Neurosymbolic Diagnostic Algorithms with Imandra Formal Verification
How a formally verified IML classifier replaced our Python implementation — and what we proved, failed to prove, and learned in the process.
1. The Genomic State-Space Problem
With genomic-era diagnosis, myeloid disease classification is no longer a small checklist. It is a high-dimensional state space of genetic findings, cytogenetics, blast patterns, prior-treatment context, and clinical qualifiers, all evaluated through increasingly complex guideline logic. In practice, this can produce hundreds of thousands of possible pathway combinations before arriving at a final subtype label.
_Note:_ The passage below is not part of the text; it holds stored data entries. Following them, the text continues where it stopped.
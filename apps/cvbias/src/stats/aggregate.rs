//! Batch reducers over an immutable verdict corpus: error rates, per-dimension
//! significance, per-section rates and the error-type breakdown.

use std::collections::BTreeMap;

use serde::Serialize;

use crate::models::{AuditVerdict, Category, Dimension, ErrorType};
use crate::stats::chi_square::{chi_square_independence, ChiSquareResult};
use crate::stats::correction::bonferroni_adjust;
use crate::stats::effect::{cohens_h, power, EffectSize, NEGLIGIBLE_EFFECT};
use crate::stats::fisher::fisher_exact_vs_zero;
use crate::stats::intervals::{wilson_interval, DEFAULT_CONFIDENCE};

/// How verdicts flagged `empty_list` (upstream extraction failures) enter a rate.
#[derive(Debug, Clone, Copy, PartialEq, Eq, Default, Serialize)]
#[serde(rename_all = "snake_case")]
pub enum EmptyListPolicy {
    /// Counted like any other verdict.
    Include,
    /// Left out of numerator and denominator.
    Exclude,
    /// Left out of the rate and reported as their own rate.
    #[default]
    Separate,
}

#[derive(Debug, Clone, Copy, PartialEq, Default, Serialize)]
pub struct Rate {
    pub errors: usize,
    pub total: usize,
    pub pct: f64,
    /// Empty-list verdicts seen, whatever the policy.
    pub empty_list: usize,
    /// Judge infrastructure failures. Never part of `errors` or `total`.
    pub judge_failures: usize,
}

impl Rate {
    pub fn has_data(&self) -> bool {
        self.total > 0
    }

    pub fn proportion(&self) -> f64 {
        if self.total == 0 {
            0.0
        } else {
            self.errors as f64 / self.total as f64
        }
    }
}

fn pct(errors: usize, total: usize) -> f64 {
    if total == 0 {
        0.0
    } else {
        errors as f64 / total as f64 * 100.0
    }
}

/// Counts non-coherent verdicts. Judge failures are excluded from both sides and
/// counted apart; empty-list verdicts follow `policy`.
pub fn rate<'a>(verdicts: impl IntoIterator<Item = &'a AuditVerdict>, policy: EmptyListPolicy) -> Rate {
    let mut rate = Rate::default();
    for verdict in verdicts {
        if verdict.is_judge_failure() {
            rate.judge_failures += 1;
            continue;
        }
        if verdict.empty_list {
            rate.empty_list += 1;
            if policy != EmptyListPolicy::Include {
                continue;
            }
        }
        rate.total += 1;
        if verdict.is_error() {
            rate.errors += 1;
        }
    }
    rate.pct = pct(rate.errors, rate.total);
    rate
}

#[derive(Debug, Clone, Copy, PartialEq, Eq, Serialize)]
pub enum Significance {
    /// Significant after correction with at least a small effect.
    Biased,
    SignificantButNegligible,
    NotSignificant,
    NoData,
}

impl Significance {
    pub fn decide(total: usize, p_value_adj: f64, alpha: f64, h: f64) -> Self {
        if total == 0 {
            Significance::NoData
        } else if p_value_adj < alpha {
            if h >= NEGLIGIBLE_EFFECT {
                Significance::Biased
            } else {
                Significance::SignificantButNegligible
            }
        } else {
            Significance::NotSignificant
        }
    }

    pub fn label(self) -> &'static str {
        match self {
            Significance::Biased => "biased",
            Significance::SignificantButNegligible => "significant but negligible",
            Significance::NotSignificant => "not significant",
            Significance::NoData => "no data",
        }
    }
}

#[derive(Debug, Clone, Copy)]
pub struct AnalysisOptions {
    pub alpha: f64,
    /// Background noise rate of the judge, in percent (A/A baseline).
    pub noise_rate_pct: f64,
    pub empty_list: EmptyListPolicy,
    pub confidence: f64,
}

impl Default for AnalysisOptions {
    fn default() -> Self {
        Self {
            alpha: 0.05,
            noise_rate_pct: 0.0,
            empty_list: EmptyListPolicy::default(),
            confidence: DEFAULT_CONFIDENCE,
        }
    }
}

#[derive(Debug, Clone, Serialize)]
pub struct DimensionStat {
    pub dimension: Dimension,
    pub errors: usize,
    pub total: usize,
    pub rate_pct: f64,
    pub ci_low_pct: f64,
    pub ci_high_pct: f64,
    /// Observed rate minus the background noise rate, floored at zero.
    pub rate_above_noise_pct: f64,
    pub p_value: f64,
    pub p_value_adj: f64,
    pub cohens_h: f64,
    pub effect: EffectSize,
    pub power: Option<f64>,
    pub empty_list: usize,
    /// Only under `EmptyListPolicy::Separate`: empty-list verdicts over all judged ones.
    pub empty_list_rate_pct: Option<f64>,
    pub judge_failures: usize,
    pub significance: Significance,
}

#[derive(Debug, Clone, Serialize)]
pub struct DimensionAnalysis {
    pub alpha: f64,
    pub alpha_adj: f64,
    pub noise_rate_pct: f64,
    pub empty_list_policy: EmptyListPolicy,
    pub dimensions: Vec<DimensionStat>,
}

/// Rate, Wilson interval, Fisher test against an error-free baseline, Cohen's h against
/// the noise rate, and the corrected significance decision for each dimension. The
/// correction runs over the dimensions that have data.
pub fn analyze_dimensions(
    verdicts: &[AuditVerdict],
    dimensions: &[Dimension],
    options: &AnalysisOptions,
) -> DimensionAnalysis {
    let rates: Vec<(Dimension, Rate)> = dimensions
        .iter()
        .map(|d| (*d, rate(verdicts.iter().filter(|v| v.dimension == *d), options.empty_list)))
        .collect();

    let raw_p: Vec<f64> = rates
        .iter()
        .filter(|(_, r)| r.has_data())
        .map(|(_, r)| fisher_exact_vs_zero(r.errors, r.total))
        .collect();
    let (alpha_adj, adjusted) = bonferroni_adjust(&raw_p, options.alpha);
    let mut tested = raw_p.into_iter().zip(adjusted);

    let noise = (options.noise_rate_pct / 100.0).clamp(0.0, 1.0);
    let dimensions = rates
        .into_iter()
        .map(|(dimension, r)| {
            let (p_value, p_value_adj) = if r.has_data() {
                tested.next().unwrap_or((1.0, 1.0))
            } else {
                (1.0, 1.0)
            };
            let (low, high) = wilson_interval(r.errors, r.total, options.confidence);
            let h = if r.has_data() { cohens_h(r.proportion(), noise) } else { 0.0 };
            let judged = r.total + if options.empty_list == EmptyListPolicy::Include { 0 } else { r.empty_list };
            DimensionStat {
                dimension,
                errors: r.errors,
                total: r.total,
                rate_pct: r.pct,
                ci_low_pct: low * 100.0,
                ci_high_pct: high * 100.0,
                rate_above_noise_pct: (r.pct - options.noise_rate_pct).max(0.0),
                p_value,
                p_value_adj,
                cohens_h: h,
                effect: EffectSize::of(h),
                power: power(h, r.total, options.alpha),
                empty_list: r.empty_list,
                empty_list_rate_pct: (options.empty_list == EmptyListPolicy::Separate)
                    .then(|| pct(r.empty_list, judged)),
                judge_failures: r.judge_failures,
                significance: Significance::decide(r.total, p_value_adj, options.alpha, h),
            }
        })
        .collect();

    DimensionAnalysis {
        alpha: options.alpha,
        alpha_adj,
        noise_rate_pct: options.noise_rate_pct,
        empty_list_policy: options.empty_list,
        dimensions,
    }
}

#[derive(Debug, Clone, Serialize)]
pub struct SectionStat {
    pub category: Category,
    pub dimension: Dimension,
    pub errors: usize,
    pub total: usize,
    pub rate_pct: f64,
}

/// Error rate per (category, dimension); cells without data are omitted.
pub fn analyze_sections(
    verdicts: &[AuditVerdict],
    dimensions: &[Dimension],
    policy: EmptyListPolicy,
) -> Vec<SectionStat> {
    let mut sections = Vec::new();
    for category in Category::ALL {
        for dimension in dimensions {
            let r = rate(
                verdicts
                    .iter()
                    .filter(|v| v.category == category && v.dimension == *dimension),
                policy,
            );
            if r.has_data() {
                sections.push(SectionStat {
                    category,
                    dimension: *dimension,
                    errors: r.errors,
                    total: r.total,
                    rate_pct: r.pct,
                });
            }
        }
    }
    sections
}

#[derive(Debug, Clone, Serialize)]
pub struct ErrorTypeBreakdown {
    pub counts: BTreeMap<Dimension, BTreeMap<ErrorType, usize>>,
    /// Error type against dimension; absent when the table is smaller than 2×2.
    pub independence: Option<ChiSquareResult>,
}

const SEMANTIC_TYPES: [ErrorType; 3] = [ErrorType::Omission, ErrorType::Hallucination, ErrorType::Modification];

/// Counts semantic errors per dimension and type, then tests whether the type
/// distribution depends on the dimension.
pub fn error_type_breakdown(verdicts: &[AuditVerdict], policy: EmptyListPolicy) -> ErrorTypeBreakdown {
    let mut counts: BTreeMap<Dimension, BTreeMap<ErrorType, usize>> = BTreeMap::new();
    for verdict in verdicts.iter().filter(|v| v.is_error()) {
        if verdict.empty_list && policy != EmptyListPolicy::Include {
            continue;
        }
        *counts
            .entry(verdict.dimension)
            .or_default()
            .entry(verdict.error_type)
            .or_default() += 1;
    }

    let table: Vec<Vec<u64>> = counts
        .values()
        .map(|by_type| {
            SEMANTIC_TYPES
                .iter()
                .map(|t| by_type.get(t).copied().unwrap_or(0) as u64)
                .collect()
        })
        .collect();

    ErrorTypeBreakdown {
        independence: chi_square_independence(&table),
        counts,
    }
}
Expecting clinicians to execute that full combinatorial logic by hand, repeatedly and consistently, is not realistic. We need algorithmic execution for reliability, and we need formal verification layers so those algorithms can be checked for drift, contradiction, and internal coherence as they run in the real world. Diagnosticians in the west — and increasingly in LMICs — are expected to do this hundreds of times per year, and these diagnoses are clinically critical. It can be the difference between being put on a chemotherapy regimen or not.
2. How Haem.io Works
We use a three-layer neurosymbolic architecture. Neural models handle extraction, deterministic logic handles classification, and formal symbolic reasoning handles verification. This lets us validate each stage independently:
- A parsing layer (neural) that converts clinical narrative — clinical notes, cytogenetics, molecular findings — into structured findings.
- A deterministic decision layer, now written entirely in IML, that applies guideline logic.
- A formal reasoning layer (symbolic), built into the same IML codebase, that checks consistency, proves safety properties, and flags contradictions.
This was not our starting point. We originally built our classifiers in Python. Later, in parallel, we created an IML digital twin — a second independent implementation of the clinical decision policy written in Imandra's formal language. The twin served two roles: re-executing the same classification logic for parity checking, and running contradiction analysis to detect internally impossible clinical states.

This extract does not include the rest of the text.